As Miller’s journey began to take an ugly turn of late night Twitter sessions and erratic behavior, he lashed out on social media to confront Munoz.

“You are such a *******@markmunoz how do you expect to do anything with your life other than be your wife’s gimp?” he tweeted.

Miller then went on to rant about Munoz’s relationship with the UFC, and had a few other choice words for him, none of which were particularly complimentary.

In a recent interview, Miller also went as far to question Munoz’s Christian faith and his loyalty.

“You know, I would have done anything for him at one point. But I live by a code,” said Miller. “A code of loyalty, honor, and respect, and when I say I’m someone’s brother I mean it. I’m your brother.”

MMAWeekly.com spoke with Munoz just hours after Miller’s latest arrest earlier this week.  And although Munoz is visibly uncomfortable talking about the troubled fighter, he makes it clear that he tried to remedy.

“It is personal,” Munoz said when asked about their tenuous relationship.  “But I will share this: I tried to help.

“Unfortunately, I do own a business. If I didn’t own business… there were decisions that needed to be made to keep the integrity of my business and those were some of the things he referenced in those tweets – that, and that I always said I was going to be there for him.  So things went south from him there, and I tried, I really tried. There’s definitely consequences for your actions, and that’s something he needs to know.

“It doesn’t negate the fact that I care about him. I care about him. I really do,” he said as he looked on with somber eyes.

“But I do have people to protect. I have people and a business I need to provide for, and there are decisions that hade to be made. I wish that it was different, but it’s not. I hope the best for him, but at the same time he’s been in trouble with the law on a number of occasions and it’s a direct reflection of the behaviors he’s been doing.

“I always say, ‘You reap what you sow.’ If you sow bad deeds, you’re gonna reap bad things; it’s not complicated. I truly hope he turns a corner, or changes something, because he’s been referencing verses in the bible a lot. Hopefully he really does something and has a change of heart about some of the things he’s been deciding to do.

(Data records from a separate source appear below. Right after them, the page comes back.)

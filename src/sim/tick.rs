//! Fixed timestep simulation tick
//!
//! One call per frame: apply exit, bump the scene tick, run the current
//! scene's handler, and return what to draw and which events fired.

use glam::Vec2;

use super::collision::{Crash, check_crash};
use super::frame::{Frame, GameEvent, SpriteId};
use super::pipes::PipeStream;
use super::player::PlayerPhysics;
use super::scene::{Scene, SceneEvent};
use super::state::{GameState, bob_offset};
use crate::assets::Assets;
use crate::consts::*;

/// Translated input for one tick
#[derive(Debug, Clone, Copy, PartialEq, Eq, Default)]
pub enum GameInput {
    #[default]
    Idle,
    Action,
    Exit,
}

/// Input commands for a single tick (deterministic)
#[derive(Debug, Clone, Copy, Default)]
pub struct TickInput {
    pub action: GameInput,
    /// Wall time of the previous tick in seconds
    pub frame_dt: f32,
}

impl TickInput {
    pub fn new(action: GameInput, frame_dt: f32) -> Self {
        Self { action, frame_dt }
    }
}

/// Advance the game state by one tick
pub fn tick(state: &mut GameState, input: &TickInput, assets: &Assets) -> Frame {
    if input.action == GameInput::Exit {
        state.apply(SceneEvent::Exit);
    }

    state.scene_tick += 1;
    let mut frame = Frame::default();

    match state.scene {
        Scene::Init => init(state),
        Scene::Prepare => prepare(state, assets),
        Scene::Welcome => welcome(state, input, assets, &mut frame),
        Scene::Fly => fly(state, input, assets, &mut frame),
        Scene::GameOver => game_over(state, input, assets, &mut frame),
        Scene::Exit => {
            if state.is_scene_start() {
                log::info!("game exit");
            }
        }
    }

    frame
}

fn init(state: &mut GameState) {
    log::info!("game init");
    state.apply(SceneEvent::Ready);
}

fn prepare(state: &mut GameState, assets: &Assets) {
    log::info!("game prepare");
    state.prepare_theme(assets);
    state.apply(SceneEvent::Ready);
}

fn welcome(state: &mut GameState, input: &TickInput, assets: &Assets, frame: &mut Frame) {
    if state.is_scene_start() {
        log::info!("game welcome");
        let player_h = assets.player_frames(state.theme.player)[0].height as f32;
        state.reset_animation();
        state.player.x = (SCREEN_WIDTH * PLAYER_X_RATIO).trunc();
        state.player.y = ((SCREEN_HEIGHT - player_h) / 2.0).trunc();
        state.message_pos = Vec2::new(
            ((SCREEN_WIDTH - assets.message.width as f32) / 2.0).trunc(),
            (SCREEN_HEIGHT * MESSAGE_Y_RATIO).trunc(),
        );
        state.base_x = 0.0;
        state.base_shift = base_shift(state, assets);
    }

    if input.action == GameInput::Action {
        state.apply(SceneEvent::Action { grounded: false });
    }

    state.advance_animation(WELCOME_ANIM_TICKS);
    state.scroll_base(WELCOME_SCROLL);
    state.bob_offset = bob_offset(state.scene_tick);

    let theme = state.theme;
    frame.draw(SpriteId::Background(theme.background), Vec2::ZERO);
    frame.draw(
        SpriteId::Player {
            skin: theme.player,
            frame: state.player.frame,
        },
        state.player.pos() + Vec2::new(0.0, state.bob_offset),
    );
    frame.draw(SpriteId::Message, state.message_pos);
    frame.draw(SpriteId::Base, Vec2::new(state.base_x, GROUND_Y));
}

fn fly(state: &mut GameState, input: &TickInput, assets: &Assets, frame: &mut Frame) {
    let player_frames = assets.player_frames(state.theme.player);
    let (player_w, player_h) = (player_frames[0].width, player_frames[0].height as f32);
    let pipe_w = assets.pipe_skin(state.theme.pipe).lower.width;

    if state.is_scene_start() {
        log::info!("game fly");
        state.score = 0;
        state.crash = Crash::None;
        state.reset_animation();
        state.player.x = (SCREEN_WIDTH * PLAYER_X_RATIO).trunc();
        state.player.y += state.bob_offset;
        state.base_shift = base_shift(state, assets);
        state.pipes = PipeStream::seeded(&mut state.rng, GROUND_Y, input.frame_dt);
        log::debug!("pipe velocity {} px/tick", state.pipes.vel_x);

        state.player.physics = PlayerPhysics::FLY;
        state.player.vel_y = FLAP_VEL_Y;
        state.player.rotation = FLAP_ROTATION;
        state.player.flapped = false;
    }

    if input.action == GameInput::Action && state.player.can_flap(player_h) {
        state.player.flap();
        frame.emit(GameEvent::Flap);
    }

    let crash = check_crash(
        state.player.pos(),
        state.player_mask(),
        &state.pipes.pairs,
        &state.pipe_masks,
        GROUND_Y,
    );
    if crash.is_crash() {
        log::debug!("crash {:?} at y={} score={}", crash, state.player.y, state.score);
        state.crash = crash;
        state.apply(SceneEvent::Crash);
        return;
    }

    let player_mid = state.player.x + player_w as f32 / 2.0;
    for _ in 0..state.pipes.award(player_mid, pipe_w) {
        state.score += 1;
        frame.emit(GameEvent::Score);
    }

    state.advance_animation(FLY_ANIM_TICKS);
    state.scroll_base(FLY_SCROLL);

    state.player.step(GROUND_Y, player_h);
    state.pipes.advance(&mut state.rng, GROUND_Y, pipe_w);

    draw_world(state, frame);
    draw_score(state.score, assets, frame);
    frame.draw_rotated(
        SpriteId::Player {
            skin: state.theme.player,
            frame: state.player.frame,
        },
        state.player.pos(),
        state.player.visible_rotation(),
    );
}

fn game_over(state: &mut GameState, input: &TickInput, assets: &Assets, frame: &mut Frame) {
    let player_h = assets.player_frames(state.theme.player)[0].height as f32;

    if state.is_scene_start() {
        log::info!("game over (score {})", state.score);
        state.player.x = (SCREEN_WIDTH * PLAYER_X_RATIO).trunc();
        state.player.physics = PlayerPhysics::FALL;
        frame.emit(GameEvent::Hit);
        if state.crash == Crash::Ground {
            frame.emit(GameEvent::Die);
        }
    }

    if input.action == GameInput::Action {
        let grounded = state.player.is_grounded(GROUND_Y, player_h);
        if state.apply(SceneEvent::Action { grounded }) {
            return;
        }
        log::trace!("restart ignored, still falling");
    }

    state.player.tumble(GROUND_Y, player_h, state.crash == Crash::Pipe);

    draw_world(state, frame);
    draw_score(state.score, assets, frame);
    frame.draw_rotated(
        SpriteId::Player {
            skin: state.theme.player,
            frame: 1,
        },
        state.player.pos(),
        state.player.rotation,
    );
    frame.draw(SpriteId::GameOver, Vec2::from(GAME_OVER_POS));
}

/// Ground strip travel before it wraps
fn base_shift(state: &GameState, assets: &Assets) -> f32 {
    let background = assets.background(state.theme.background);
    assets.base.width as f32 - background.width as f32
}

/// Background, pipes and ground, in paint order
fn draw_world(state: &GameState, frame: &mut Frame) {
    let theme = state.theme;
    frame.draw(SpriteId::Background(theme.background), Vec2::ZERO);
    let pipe_h = state.pipe_masks.upper.height();
    for pair in &state.pipes.pairs {
        frame.draw(SpriteId::PipeUpper(theme.pipe), pair.upper_pos(pipe_h));
        frame.draw(SpriteId::PipeLower(theme.pipe), pair.lower_pos());
    }
    frame.draw(SpriteId::Base, Vec2::new(state.base_x, GROUND_Y));
}

/// Score digits centered horizontally near the top of the screen
fn draw_score(score: u32, assets: &Assets, frame: &mut Frame) {
    let digits: Vec<u8> = score.to_string().bytes().map(|b| b - b'0').collect();
    let total_width: u32 = digits.iter().map(|&d| assets.digit(d).width).sum();
    let mut x = (SCREEN_WIDTH - total_width as f32) / 2.0;
    for d in digits {
        frame.draw(SpriteId::Digit(d), Vec2::new(x, SCREEN_HEIGHT * SCORE_Y_RATIO));
        x += assets.digit(d).width as f32;
    }
}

I pray for him, I think about him a lot, and I truly hope the best for him.”

It’s obvious that Munoz still cares about Jason Miller.  You can see it in his eyes, and you can hear it when he talks.  After all, at one point, Miller was willing to sacrifice his career and financial future to help his former training partner and brother.

According to Munoz, as he was preparing for his fight with Demian Maia in June 2011 at UFC 131, Mayhem was being recruited for a stint on The Ultimate Fighter 14, coaching opposite the brash Brit Michael Bisping.  Word came down from the UFC that Miller needed to begin filming at a certain time, but Miller refused.  Instead he explained to the UFC that he would need more time to help train Munoz for his upcoming fight – a fight that, at the time, was the biggest of Munoz’s still-blossoming career.

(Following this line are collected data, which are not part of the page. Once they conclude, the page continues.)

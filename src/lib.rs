//! Flappy - A side-scrolling arcade game
//!
//! Core modules:
//! - `sim`: Deterministic simulation (scene state machine, physics, collisions)
//! - `game_loop`: Fixed-rate tick driver over the platform traits
//! - `platform`: Input/presentation/media abstraction and the native backend
//! - `renderer`: Sprite texture cache for the native presenter
//! - `assets`: Decoded sprite images and procedural placeholders
//! - `audio`: Sound effects
//! - `settings`: User configuration

pub mod assets;
pub mod audio;
pub mod game_loop;
pub mod platform;
pub mod renderer;
pub mod settings;
pub mod sim;

pub use assets::{Assets, SpriteImage};
pub use game_loop::{GameLoop, LoopControl};
pub use settings::Settings;

/// Game configuration constants
pub mod consts {
    /// Target tick rate
    pub const TARGET_FPS: u32 = 30;
    /// Largest frame time fed into the obstacle velocity (seconds)
    pub const MAX_FRAME_DT: f32 = 0.1;

    /// Screen dimensions (logical pixels)
    pub const SCREEN_WIDTH: f32 = 288.0;
    pub const SCREEN_HEIGHT: f32 = 512.0;
    /// Top edge of the ground strip
    pub const GROUND_Y: f32 = SCREEN_HEIGHT * 0.79;

    /// Player column (fraction of screen width)
    pub const PLAYER_X_RATIO: f32 = 0.2;
    /// Welcome message top (fraction of screen height)
    pub const MESSAGE_Y_RATIO: f32 = 0.12;
    /// Score digits top (fraction of screen height)
    pub const SCORE_Y_RATIO: f32 = 0.1;
    /// Game over banner position
    pub const GAME_OVER_POS: (f32, f32) = (50.0, 180.0);

    /// Vertical gap between upper and lower pipe
    pub const PIPE_GAP: f32 = 100.0;
    /// First pipe pair spawns this far past the right edge at Fly entry
    pub const PIPE_FIRST_OFFSET: f32 = 200.0;
    /// Later pairs spawn this far past the right edge
    pub const PIPE_SPAWN_OFFSET: f32 = 10.0;
    /// Horizontal distance between pairs
    pub const PIPE_SPACING: f32 = SCREEN_WIDTH / 2.0;
    /// Pipe scroll speed (pixels/second)
    pub const PIPE_SPEED: f32 = 128.0;
    /// Never more than this many pairs on screen
    pub const MAX_LIVE_PIPES: usize = 3;
    /// Minimum width of the scoring band
    pub const SCORE_BAND: f32 = 4.0;

    /// Flight physics (pixels/tick, degrees/tick)
    pub const FLY_GRAVITY: f32 = 1.0;
    pub const MIN_VEL_Y: f32 = -8.0;
    pub const MAX_VEL_Y: f32 = 10.0;
    pub const FLAP_VEL_Y: f32 = -9.0;
    pub const FLY_ROT_RATE: f32 = 3.0;
    /// Rotation shown while flying never exceeds this
    pub const VISIBLE_ROT_THRESHOLD: f32 = 20.0;
    pub const FLAP_ROTATION: f32 = 45.0;
    pub const MIN_ROTATION: f32 = -90.0;
    pub const MAX_ROTATION: f32 = 90.0;

    /// Death fall physics
    pub const FALL_GRAVITY: f32 = 2.0;
    pub const FALL_ROT_RATE: f32 = 7.0;
    pub const FALL_MAX_VEL_Y: f32 = 15.0;

    /// Welcome bobbing amplitude (pixels); the period is twice this in ticks
    pub const BOB_AMPLITUDE: i64 = 8;
    /// Ticks between animation frames
    pub const WELCOME_ANIM_TICKS: u32 = 5;
    pub const FLY_ANIM_TICKS: u32 = 3;
    /// Wing animation loop counter wraps at this value
    pub const ANIM_LOOP: u32 = 30;
    /// Wing frame sequence (up, mid, down, mid)
    pub const PLAYER_FRAME_CYCLE: [usize; 4] = [0, 1, 2, 1];
    /// Ground scroll per tick
    pub const WELCOME_SCROLL: f32 = 4.0;
    pub const FLY_SCROLL: f32 = 100.0;
}
//! Deterministic simulation module
//!
//! All gameplay logic lives here. This module must be pure and deterministic:
//! - One tick per displayed frame
//! - Seeded RNG only
//! - Output is a [`Frame`] of draw commands and events, never direct I/O

pub mod collision;
pub mod frame;
pub mod mask;
pub mod pipes;
pub mod player;
pub mod scene;
pub mod state;
pub mod tick;

pub use collision::{Crash, PipeMasks, check_crash, pixel_collision};
pub use frame::{DrawCommand, Frame, GameEvent, SpriteId};
pub use mask::{HitMask, PixelRect};
pub use pipes::{PipePair, PipeStream, generate_pair, random_gap_top};
pub use player::{Player, PlayerPhysics};
pub use scene::{Scene, SceneEvent, transition};
pub use state::{GameState, Theme, bob_offset};
pub use tick::{GameInput, TickInput, tick};
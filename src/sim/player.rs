//! Player body and its fixed-step integrator
//!
//! Units are pixels and degrees per tick. One call to [`Player::step`] or
//! [`Player::tumble`] per tick; constants are swapped only at scene entry.

use glam::Vec2;

use crate::consts::*;

/// Physics constants for one scene
#[derive(Debug, Clone, Copy, PartialEq)]
pub struct PlayerPhysics {
    /// Downward acceleration
    pub gravity: f32,
    pub min_vel_y: f32,
    pub max_vel_y: f32,
    /// Velocity set by a flap
    pub flap_vel_y: f32,
    /// Rotation decay per tick
    pub rot_rate: f32,
}

impl PlayerPhysics {
    /// Constants while the player is in control
    pub const FLY: Self = Self {
        gravity: FLY_GRAVITY,
        min_vel_y: MIN_VEL_Y,
        max_vel_y: MAX_VEL_Y,
        flap_vel_y: FLAP_VEL_Y,
        rot_rate: FLY_ROT_RATE,
    };

    /// Constants for the death fall
    pub const FALL: Self = Self {
        gravity: FALL_GRAVITY,
        min_vel_y: MIN_VEL_Y,
        max_vel_y: FALL_MAX_VEL_Y,
        flap_vel_y: FLAP_VEL_Y,
        rot_rate: FALL_ROT_RATE,
    };
}

impl Default for PlayerPhysics {
    fn default() -> Self {
        Self::FLY
    }
}

/// The bird
#[derive(Debug, Clone, PartialEq)]
pub struct Player {
    pub x: f32,
    pub y: f32,
    pub vel_y: f32,
    /// Degrees, counter-clockwise positive
    pub rotation: f32,
    /// Index into the three wing frames
    pub frame: usize,
    /// Set by a flap, consumed by the next integration step
    pub flapped: bool,
    pub physics: PlayerPhysics,
}

impl Default for Player {
    fn default() -> Self {
        Self {
            x: 0.0,
            y: 0.0,
            vel_y: FLAP_VEL_Y,
            rotation: FLAP_ROTATION,
            frame: 0,
            flapped: false,
            physics: PlayerPhysics::FLY,
        }
    }
}

impl Player {
    #[inline]
    pub fn pos(&self) -> Vec2 {
        Vec2::new(self.x, self.y)
    }

    /// A flap is refused once the body is far above the top of the screen
    pub fn can_flap(&self, height: f32) -> bool {
        self.y > -2.0 * height
    }

    /// Upward impulse; takes effect on the next [`Player::step`]
    pub fn flap(&mut self) {
        self.vel_y = self.physics.flap_vel_y;
        self.flapped = true;
    }

    /// Lower edge has reached the ground line
    pub fn is_grounded(&self, ground_y: f32, height: f32) -> bool {
        self.y + height >= ground_y - 1.0
    }

    /// One flight tick: rotation, velocity, then position
    pub fn step(&mut self, ground_y: f32, height: f32) {
        let p = self.physics;
        if self.flapped {
            self.rotation = FLAP_ROTATION;
        } else {
            self.decay_rotation();
        }

        // A flap overrides the clamp for its own tick
        self.vel_y = if self.flapped {
            p.flap_vel_y
        } else {
            (self.vel_y + p.gravity).clamp(p.min_vel_y, p.max_vel_y)
        };
        self.flapped = false;

        self.fall(ground_y, height);
    }

    /// One death-fall tick: position until grounded, then velocity; the body
    /// keeps spinning only when `spin` is set
    pub fn tumble(&mut self, ground_y: f32, height: f32, spin: bool) {
        if !self.is_grounded(ground_y, height) {
            self.fall(ground_y, height);
        }
        self.vel_y = (self.vel_y + self.physics.gravity).min(self.physics.max_vel_y);
        if spin {
            self.decay_rotation();
        }
    }

    /// Move by the current velocity without passing through the ground
    ///
    /// Same as `y += min(vel, ground_y - y - height)`, written so the resting
    /// position is exactly `ground_y - height`.
    fn fall(&mut self, ground_y: f32, height: f32) {
        self.y = (self.y + self.vel_y).min(ground_y - height);
    }

    fn decay_rotation(&mut self) {
        self.rotation = (self.rotation - self.physics.rot_rate).clamp(MIN_ROTATION, MAX_ROTATION);
    }

    /// Rotation actually drawn while flying
    pub fn visible_rotation(&self) -> f32 {
        self.rotation.min(VISIBLE_ROT_THRESHOLD)
    }
}
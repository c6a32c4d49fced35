//! Platform abstraction layer
//!
//! The game loop only talks to the outside world through these traits:
//! - `InputSource`: raw key and window events
//! - `Presenter`: sprite drawing and frame pacing
//! - `MediaStore`: asset acquisition/release and sound playback
//!
//! `native` implements them on top of macroquad and rodio.

pub mod native;

use crate::assets::Assets;
use crate::audio::SoundEffect;
use crate::sim::{DrawCommand, GameInput};

/// Keys the game distinguishes
#[derive(Debug, Clone, Copy, PartialEq, Eq)]
pub enum Key {
    Space,
    Up,
    Escape,
    Other,
}

/// Event as reported by the platform
#[derive(Debug, Clone, Copy, PartialEq, Eq)]
pub enum RawEvent {
    /// Window close requested
    Quit,
    KeyDown(Key),
}

/// Source of raw input events
pub trait InputSource {
    /// Events since the last poll; a failed poll returns none
    fn poll_events(&mut self) -> Vec<RawEvent>;
}

/// Sprite sink and frame clock
pub trait Presenter {
    /// Queue one sprite for the current frame
    fn draw(&mut self, assets: &Assets, command: &DrawCommand);
    /// Show everything drawn since the last present
    fn present(&mut self);
    /// Block until the next frame is due; returns seconds since the last call
    fn wait_for_next_frame(&mut self, target_fps: u32) -> f32;
}

/// Owner of images and sounds
pub trait MediaStore {
    fn acquire(&mut self) -> anyhow::Result<Assets>;
    fn play(&mut self, effect: SoundEffect);
    fn release(&mut self);
}

/// Collapse one poll's events into the tick input; exit wins over action
pub fn translate_events(events: &[RawEvent]) -> GameInput {
    let mut input = GameInput::Idle;
    for event in events {
        match event {
            RawEvent::Quit | RawEvent::KeyDown(Key::Escape) => return GameInput::Exit,
            RawEvent::KeyDown(Key::Space | Key::Up) => input = GameInput::Action,
            RawEvent::KeyDown(Key::Other) => {}
        }
    }
    input
}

“The fact of the matter is, I truly care about him. You know, he gave back to me when we were training here,” recalled Munoz.

“There was a time when he was on The Ultimate Fighter and I was training for Demian Maia at the time. Well, he told the UFC, ‘I need to be here for Mark’s training camp.’ I’m like, ‘No! You go ahead and take this opportunity, because this opportunity is there for you, you do it. If not, they may get a different coach.’

“And he told the UFC, ‘No, I want to be here for two more weeks until Mark’s fight.’ And he did. And yet, he was still able to coach The Ultimate Fighter, but there was a chance someone else would get to be a coach. So there’s things he did… he was a great training partner to me. He showed me a lot of things. And I was able to reciprocate that and show him a lot of things.  And I considered him a true friend, and I still care about him.”

But as much as Munoz cares about Miller, he’s not really sure what can be done to help him out of his recent tailspin.

“You can lead a guy to water,  (but) you can’t force him to drink,” said Munoz.

We just got to present to him what’s right, and if he takes it, he takes it. I tried. We tried — this whole gym tried. And this whole gym cars about him because he was a big part of this gym.

“He knows what to do. He’s not a dumb guy.  He’s very smart. He’s very bright. I just hope he makes decisions that actually improve his future.”